Early Life and World War I
His Quaker education taught him to be a pacifist. This meant he was against war. During World War I, he refused to join the army. In 1918, he was arrested for being a conscientious objector. This is someone who refuses to fight in a war for moral or religious reasons. He was sent to prison for over a year. He was held in Wormwood Scrubs and Winchester prison.
After he was released in 1919, Basil Bunting moved to London. He started studying at the London School of Economics. There, he met many writers and social activists. He learned about the works of Ezra Pound, another famous poet. This meeting greatly influenced Bunting's own poetry.
Travels and Literary Connections
Basil Bunting left the London School of Economics without finishing his degree. He then traveled around Northern Europe. In 1923, he went to France. There, he became good friends with Ezra Pound. Pound even dedicated one of his books to Bunting years later.
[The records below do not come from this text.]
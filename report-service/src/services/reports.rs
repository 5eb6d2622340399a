//! Report request flow: create the job, queue its build, serve the result.

use crate::models::{NewReport, ReportJob, ReportStatus, ReportType, TransactionFilter};
use crate::report::{ReportScheduler, SubmitError};
use crate::services::{artifact_key, ReportStore, Storage};
use service_core::error::AppError;
use std::collections::HashMap;
use std::sync::Arc;
use tracing::{error, info, instrument, warn};

#[derive(Clone)]
pub struct ReportService {
    store: Arc<dyn ReportStore>,
    storage: Arc<dyn Storage>,
    scheduler: ReportScheduler,
    expires_days: i64,
}

impl ReportService {
    pub fn new(
        store: Arc<dyn ReportStore>,
        storage: Arc<dyn Storage>,
        scheduler: ReportScheduler,
        expires_days: i64,
    ) -> Self {
        Self {
            store,
            storage,
            scheduler,
            expires_days,
        }
    }

    pub fn scheduler(&self) -> &ReportScheduler {
        &self.scheduler
    }

    /// Persist an IN_PROGRESS job and queue its build. Returns the token as
    /// soon as the job is queued.
    ///
    /// When the queue is full the job is marked FAILED straight away and the
    /// caller gets `ServiceUnavailable`.
    #[instrument(skip(self, description, filter, lang, report_type), fields(report_type = %report_type))]
    pub async fn new_report(
        &self,
        owner_id: i32,
        description: String,
        filter: TransactionFilter,
        lang: HashMap<String, String>,
        report_type: ReportType,
    ) -> Result<String, AppError> {
        let input = NewReport {
            owner_id,
            description,
            filter,
            lang,
            report_type,
            expires_days: self.expires_days,
        };

        let token = self.store.create_report(&input).await?;

        if let Err(e) = self.scheduler.submit(&token) {
            warn!(token = %token, error = %e, "Report build not queued");
            if let Err(update_err) = self
                .store
                .update_status(&token, ReportStatus::Failed)
                .await
            {
                error!(token = %token, error = %update_err, "Failed to mark unqueued report failed");
            }

            return Err(match e {
                SubmitError::QueueFull => AppError::ServiceUnavailable(
                    "Report queue is full, try again later".to_string(),
                ),
                SubmitError::Closed => {
                    AppError::ServiceUnavailable("Report builder is shutting down".to_string())
                }
            });
        }

        info!(token = %token, owner_id = owner_id, "Report requested");
        Ok(token)
    }

    /// A report job, visible only to its owner.
    pub async fn get_report(&self, owner_id: i32, token: &str) -> Result<ReportJob, AppError> {
        self.store
            .get_report(token)
            .await?
            .filter(|job| job.owner_id == owner_id)
            .ok_or_else(|| AppError::NotFound(anyhow::anyhow!("Report not found")))
    }

    pub async fn list_reports(&self, owner_id: i32) -> Result<Vec<ReportJob>, AppError> {
        self.store.list_reports(owner_id).await
    }

    /// Artifact bytes of an AVAILABLE report.
    pub async fn download(&self, owner_id: i32, token: &str) -> Result<(ReportJob, Vec<u8>), AppError> {
        let job = self.get_report(owner_id, token).await?;

        match job.parsed_status() {
            Some(ReportStatus::Available) => {}
            Some(ReportStatus::InProgress) => {
                return Err(AppError::Conflict(anyhow::anyhow!(
                    "Report is still being generated"
                )))
            }
            Some(ReportStatus::Failed) | None => {
                return Err(AppError::Conflict(anyhow::anyhow!(
                    "Report generation failed"
                )))
            }
        }

        let data = self.storage.download(&artifact_key(token)).await?;
        Ok((job, data))
    }
}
Bunting also wrote articles and reviews for a magazine called The Outlook. He even became its music critic. His poetry started to show Pound's influence. He visited Pound in Italy and lived there with his family for a few years. His poems were published in important poetry magazines.
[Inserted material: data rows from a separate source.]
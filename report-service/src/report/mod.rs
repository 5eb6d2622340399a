//! Asynchronous report generation: reference context, aggregation builders,
//! the bounded build scheduler and the retention sweeper.

pub mod builders;
mod context;
mod error;
mod scheduler;
mod sweeper;

pub use builders::ReportBuilder;
pub use context::ReportContext;
pub use error::BuildError;
pub use scheduler::{BuildOutcome, ReportScheduler, SchedulerConfig, SubmitError};
pub use sweeper::{RetentionSweeper, SweepSummary};
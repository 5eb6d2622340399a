//! Report Service entry point.

use report_service::config::ReportServiceConfig;
use report_service::services::init_metrics;
use report_service::startup::Application;

use service_core::observability::{init_tracing, shutdown_tracing};
use tokio::signal;

async fn shutdown_signal() {
    let ctrl_c = async {
        if let Err(e) = signal::ctrl_c().await {
            tracing::error!(error = %e, "Failed to listen for Ctrl+C");
            std::future::pending::<()>().await;
        }
    };

    #[cfg(unix)]
    let terminate = async {
        match signal::unix::signal(signal::unix::SignalKind::terminate()) {
            Ok(mut sigterm) => {
                sigterm.recv().await;
            }
            Err(e) => {
                tracing::error!(error = %e, "Failed to install SIGTERM handler");
                std::future::pending::<()>().await;
            }
        }
    };

    #[cfg(not(unix))]
    let terminate = std::future::pending::<()>();

    tokio::select! {
        _ = ctrl_c => {},
        _ = terminate => {},
    }

    tracing::info!("Shutdown signal received, starting graceful shutdown");
}

#[tokio::main]
async fn main() -> std::io::Result<()> {
    let config = ReportServiceConfig::from_env().map_err(|e| {
        eprintln!("Failed to load configuration: {}", e);
        std::io::Error::other(format!("Configuration error: {}", e))
    })?;

    init_tracing(
        &config.service_name,
        &config.log_level,
        config.otlp_endpoint.as_deref(),
    );

    tracing::info!(
        version = %config.service_version,
        otlp_endpoint = ?config.otlp_endpoint,
        "Starting report-service"
    );

    init_metrics();

    tracing::info!(
        service_name = %config.service_name,
        http_port = %config.common.port,
        db_max_connections = %config.database.max_connections,
        db_min_connections = %config.database.min_connections,
        storage_path = %config.storage.local_path,
        builder_threads = config.builder.threads,
        queue_capacity = config.builder.queue_capacity,
        page_size = config.builder.page_size,
        expires_days = config.retention.expires_days,
        sweep_interval_secs = config.retention.sweep_interval.as_secs(),
        "Configuration loaded"
    );

    let app = Application::build(config).await.map_err(|e| {
        tracing::error!(error = %e, "Failed to build application");
        std::io::Error::other(format!("Application build error: {}", e))
    })?;

    let shutdown = app.shutdown_token();
    let mut server = tokio::spawn(app.run_until_stopped());

    let result = tokio::select! {
        result = &mut server => result,
        _ = shutdown_signal() => {
            tracing::info!("Graceful shutdown initiated");
            shutdown.cancel();
            server.await
        }
    };

    match result {
        Ok(Ok(())) => {}
        Ok(Err(e)) => {
            tracing::error!(error = %e, "Application error");
            return Err(e);
        }
        Err(e) => {
            tracing::error!(error = %e, "Server task failed");
            return Err(std::io::Error::other(format!("Server task failed: {}", e)));
        }
    }

    tracing::info!("Service shutdown complete");
    shutdown_tracing();
    Ok(())
}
Later Life and Briggflatts
In the 1930s, Bunting became very interested in old Persian literature. He even learned some of the language. He started writing his own versions of Persian poems. The way these poems used sound patterns influenced his writing style. During World War II, Bunting worked for British Military Intelligence in Iran.
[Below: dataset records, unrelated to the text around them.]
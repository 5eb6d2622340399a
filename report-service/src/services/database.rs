//! Database service for report-service.

use crate::models::{
    generate_report_token, Account, Currency, NewReport, ReportJob, ReportStatus, Transaction,
    TransactionFilter, TransactionTag,
};
use crate::services::metrics::record_db_query;
use crate::services::store::{ReferenceSource, ReportStore, TransactionSource};
use async_trait::async_trait;
use chrono::Utc;
use service_core::error::AppError;
use sqlx::postgres::{PgPool, PgPoolOptions};
use sqlx::{Postgres, QueryBuilder};
use std::time::{Duration, Instant};
use tracing::{info, instrument};

const REPORT_COLUMNS: &str =
    "token, owner_id, description, status, report_type, filter, lang, created_at, expires_at";

/// Database connection pool wrapper.
#[derive(Clone)]
pub struct Database {
    pool: PgPool,
}

impl Database {
    /// Create a new database connection pool.
    #[instrument(skip(database_url), fields(service = "report-service"))]
    pub async fn new(
        database_url: &str,
        max_connections: u32,
        min_connections: u32,
    ) -> Result<Self, AppError> {
        info!(
            max_connections = max_connections,
            min_connections = min_connections,
            "Connecting to PostgreSQL"
        );

        let pool = PgPoolOptions::new()
            .max_connections(max_connections)
            .min_connections(min_connections)
            .acquire_timeout(Duration::from_secs(30))
            .idle_timeout(Duration::from_secs(600))
            .connect(database_url)
            .await
            .map_err(|e| AppError::DatabaseError(anyhow::anyhow!("Failed to connect: {}", e)))?;

        info!("PostgreSQL connection pool established");

        Ok(Self { pool })
    }

    /// Get a reference to the connection pool.
    pub fn pool(&self) -> &PgPool {
        &self.pool
    }

    /// Check database health.
    #[instrument(skip(self))]
    pub async fn health_check(&self) -> Result<(), AppError> {
        sqlx::query("SELECT 1")
            .execute(&self.pool)
            .await
            .map_err(|e| AppError::DatabaseError(anyhow::anyhow!("Health check failed: {}", e)))?;
        Ok(())
    }

    /// Run database migrations.
    #[instrument(skip(self))]
    pub async fn run_migrations(&self) -> Result<(), AppError> {
        info!("Running database migrations");
        sqlx::migrate!("./migrations")
            .run(&self.pool)
            .await
            .map_err(|e| AppError::DatabaseError(anyhow::anyhow!("Migration failed: {}", e)))?;
        info!("Database migrations completed");
        Ok(())
    }
}

// -------------------------------------------------------------------------
// Report Job Operations
// -------------------------------------------------------------------------

#[async_trait]
impl ReportStore for Database {
    #[instrument(skip(self, input), fields(owner_id = input.owner_id, report_type = %input.report_type))]
    async fn create_report(&self, input: &NewReport) -> Result<String, AppError> {
        let started = Instant::now();

        let token = generate_report_token();
        let filter = serde_json::to_value(&input.filter)
            .map_err(|e| AppError::InternalError(anyhow::anyhow!("Failed to encode filter: {}", e)))?;
        let lang = serde_json::to_value(&input.lang)
            .map_err(|e| AppError::InternalError(anyhow::anyhow!("Failed to encode lang: {}", e)))?;
        let created_at = Utc::now();
        let expires_at = input.expires_at(created_at)?;

        sqlx::query(
            r#"
            INSERT INTO reports (token, owner_id, description, status, report_type, filter, lang, created_at, expires_at)
            VALUES ($1, $2, $3, $4, $5, $6, $7, $8, $9)
            "#,
        )
        .bind(&token)
        .bind(input.owner_id)
        .bind(&input.description)
        .bind(ReportStatus::InProgress.as_str())
        .bind(input.report_type.as_str())
        .bind(filter)
        .bind(lang)
        .bind(created_at)
        .bind(expires_at)
        .execute(&self.pool)
        .await
        .map_err(|e| AppError::DatabaseError(anyhow::anyhow!("Failed to create report: {}", e)))?;

        record_db_query("create_report", started);

        info!(expires_at = %expires_at, "Report job created");

        Ok(token)
    }

    #[instrument(skip(self))]
    async fn update_status(&self, token: &str, status: ReportStatus) -> Result<(), AppError> {
        if !status.is_terminal() {
            return Err(AppError::BadRequest(anyhow::anyhow!(
                "Report status can only move to a terminal state"
            )));
        }

        let started = Instant::now();

        let result = sqlx::query("UPDATE reports SET status = $2 WHERE token = $1")
            .bind(token)
            .bind(status.as_str())
            .execute(&self.pool)
            .await
            .map_err(|e| {
                AppError::DatabaseError(anyhow::anyhow!("Failed to update report: {}", e))
            })?;

        record_db_query("update_report_status", started);

        if result.rows_affected() == 0 {
            info!("Report vanished before its status was written");
        }

        Ok(())
    }

    #[instrument(skip(self))]
    async fn get_report(&self, token: &str) -> Result<Option<ReportJob>, AppError> {
        let started = Instant::now();

        let report = sqlx::query_as::<_, ReportJob>(&format!(
            "SELECT {} FROM reports WHERE token = $1",
            REPORT_COLUMNS
        ))
        .bind(token)
        .fetch_optional(&self.pool)
        .await
        .map_err(|e| AppError::DatabaseError(anyhow::anyhow!("Failed to get report: {}", e)))?;

        record_db_query("get_report", started);

        Ok(report)
    }

    #[instrument(skip(self))]
    async fn list_reports(&self, owner_id: i32) -> Result<Vec<ReportJob>, AppError> {
        let started = Instant::now();

        let reports = sqlx::query_as::<_, ReportJob>(&format!(
            "SELECT {} FROM reports WHERE owner_id = $1 ORDER BY created_at DESC, token",
            REPORT_COLUMNS
        ))
        .bind(owner_id)
        .fetch_all(&self.pool)
        .await
        .map_err(|e| AppError::DatabaseError(anyhow::anyhow!("Failed to list reports: {}", e)))?;

        record_db_query("list_reports", started);

        Ok(reports)
    }

    #[instrument(skip(self))]
    async fn list_expired(&self, limit: i64) -> Result<Vec<ReportJob>, AppError> {
        let started = Instant::now();

        let reports = sqlx::query_as::<_, ReportJob>(&format!(
            "SELECT {} FROM reports WHERE expires_at <= NOW() ORDER BY expires_at LIMIT $1",
            REPORT_COLUMNS
        ))
        .bind(limit.max(0))
        .fetch_all(&self.pool)
        .await
        .map_err(|e| {
            AppError::DatabaseError(anyhow::anyhow!("Failed to list expired reports: {}", e))
        })?;

        record_db_query("list_expired_reports", started);

        Ok(reports)
    }

    #[instrument(skip(self))]
    async fn delete_report(&self, token: &str) -> Result<(), AppError> {
        let started = Instant::now();

        sqlx::query("DELETE FROM reports WHERE token = $1")
            .bind(token)
            .execute(&self.pool)
            .await
            .map_err(|e| {
                AppError::DatabaseError(anyhow::anyhow!("Failed to delete report: {}", e))
            })?;

        record_db_query("delete_report", started);

        Ok(())
    }
}

// -------------------------------------------------------------------------
// Transaction Operations
// -------------------------------------------------------------------------

/// Escape LIKE wildcards so user text matches literally.
fn escape_like(raw: &str) -> String {
    let mut escaped = String::with_capacity(raw.len());
    for c in raw.chars() {
        if matches!(c, '%' | '_' | '\\') {
            escaped.push('\\');
        }
        escaped.push(c);
    }
    escaped
}

/// Append the filter's predicates as `AND ...` clauses.
fn push_filter_predicates(query: &mut QueryBuilder<'_, Postgres>, filter: &TransactionFilter) {
    if let Some(ids) = &filter.tags_ids {
        query.push(" AND tag_id = ANY(").push_bind(ids.clone()).push(")");
    }
    if let Some(ids) = &filter.accounts_ids {
        query.push(" AND account_id = ANY(").push_bind(ids.clone()).push(")");
    }
    if let Some(ids) = &filter.currencies_ids {
        query.push(" AND currency_id = ANY(").push_bind(ids.clone()).push(")");
    }
    if let Some(from) = filter.from_time {
        query.push(" AND created_at >= ").push_bind(from);
    }
    if let Some(to) = filter.to_time {
        query.push(" AND created_at < ").push_bind(to);
    }
    if let Some(text) = filter.description.as_deref().map(str::trim) {
        if !text.is_empty() {
            query
                .push(" AND description ILIKE ")
                .push_bind(format!("%{}%", escape_like(text)));
        }
    }
}

fn transactions_page_query<'a>(
    owner_id: i32,
    offset: i64,
    limit: i64,
    filter: &TransactionFilter,
) -> QueryBuilder<'a, Postgres> {
    let mut query = QueryBuilder::new(
        "SELECT id, owner_id, tag_id, account_id, currency_id, delta, created_at, description \
         FROM transactions WHERE owner_id = ",
    );
    query.push_bind(owner_id);
    push_filter_predicates(&mut query, filter);
    query
        .push(" ORDER BY created_at, id OFFSET ")
        .push_bind(offset)
        .push(" LIMIT ")
        .push_bind(limit);
    query
}

#[async_trait]
impl TransactionSource for Database {
    #[instrument(skip(self, filter))]
    async fn fetch_transactions(
        &self,
        owner_id: i32,
        offset: i64,
        limit: i64,
        filter: &TransactionFilter,
    ) -> Result<Vec<Transaction>, AppError> {
        let started = Instant::now();

        let mut query = transactions_page_query(owner_id, offset, limit, filter);
        let transactions = query
            .build_query_as::<Transaction>()
            .fetch_all(&self.pool)
            .await
            .map_err(|e| {
                AppError::DatabaseError(anyhow::anyhow!("Failed to fetch transactions: {}", e))
            })?;

        record_db_query("fetch_transactions", started);

        Ok(transactions)
    }
}

// -------------------------------------------------------------------------
// Reference Data Operations
// -------------------------------------------------------------------------

#[async_trait]
impl ReferenceSource for Database {
    #[instrument(skip(self))]
    async fn list_tags(&self, owner_id: i32) -> Result<Vec<TransactionTag>, AppError> {
        let started = Instant::now();

        let tags = sqlx::query_as::<_, TransactionTag>(
            r#"
            SELECT id, owner_id, parents_tree, name, description
            FROM transactions_tags
            WHERE owner_id = $1
            "#,
        )
        .bind(owner_id)
        .fetch_all(&self.pool)
        .await
        .map_err(|e| AppError::DatabaseError(anyhow::anyhow!("Failed to list tags: {}", e)))?;

        record_db_query("list_tags", started);

        Ok(tags)
    }

    #[instrument(skip(self))]
    async fn list_accounts(&self, owner_id: i32) -> Result<Vec<Account>, AppError> {
        let started = Instant::now();

        let accounts = sqlx::query_as::<_, Account>(
            r#"
            SELECT id, owner_id, currency_id, name, description
            FROM accounts
            WHERE owner_id = $1
            "#,
        )
        .bind(owner_id)
        .fetch_all(&self.pool)
        .await
        .map_err(|e| AppError::DatabaseError(anyhow::anyhow!("Failed to list accounts: {}", e)))?;

        record_db_query("list_accounts", started);

        Ok(accounts)
    }

    #[instrument(skip(self))]
    async fn list_currencies_with_root(&self, owner_id: i32) -> Result<Vec<Currency>, AppError> {
        let started = Instant::now();

        let currencies = sqlx::query_as::<_, Currency>(
            r#"
            SELECT id, owner_id, code, symbol, decimals, description
            FROM currencies
            WHERE owner_id = $1 OR owner_id IS NULL
            "#,
        )
        .bind(owner_id)
        .fetch_all(&self.pool)
        .await
        .map_err(|e| {
            AppError::DatabaseError(anyhow::anyhow!("Failed to list currencies: {}", e))
        })?;

        record_db_query("list_currencies", started);

        Ok(currencies)
    }
}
After the war, in 1948, he became a journalist. He worked as a correspondent for The Times of London in Iran. He later married a Kurdish woman named Sima Alladadian.
Basil Bunting returned to Newcastle. He worked as a journalist for the Evening Chronicle. In the 1960s, younger poets discovered his work. They were interested in the modernist style. This led to his "rediscovery." In 1966, he published his most important long poem, Briggflatts. The poem is named after a village in Cumbria. He is now buried in the Quaker graveyard there.
Basil Bunting once gave advice to young poets. He said, "I SUGGEST / 1. Compose aloud; poetry is a sound." He passed away in 1985 in Hexham, Northumberland. Today, Newcastle University gives out the Basil Bunting Poetry Award. It also has a Young Person's Prize for poets writing in English.
About Briggflatts
Briggflatts is a long poem divided into five parts. It is known for its complex use of sound. It also connects to old medieval literature. The poem is like an autobiography. It looks back at Bunting's teenage love and his time in the modernist poetry movement.
Briggflatts also makes readers think about life's limits. It celebrates the culture and language of Northumberland. It mentions historical figures like the Viking King Eric Bloodaxe. A famous critic, Cyril Connolly, praised the poem. He called it "the finest long poem to have been published in England since T. S. Eliot's Four Quartets."
Basil Bunting's Books
Here are some of the books Basil Bunting wrote or that contain his poems:
- 1930: Redimiculum Matellarum
- 1950: Poems (later revised as Loquitur in 1965)
- 1951: The Spoils
- 1965: First Book of Odes
- 1965: Ode II/2
- 1966: Briggflatts: An Autobiography
- 1967: Two Poems
- 1967: What the chairman Told Tom
- 1968: Collected Poems
- 1972: Version of Horace
- 1991: Uncollected Poems (published after his death)
- 1994: The Complete Poems (published after his death)
- 1999: Basil Bunting on Poetry (published after his death)
- 2000: Complete Poems (published after his death)
- 2009: Briggflatts (with audio CD and video DVD)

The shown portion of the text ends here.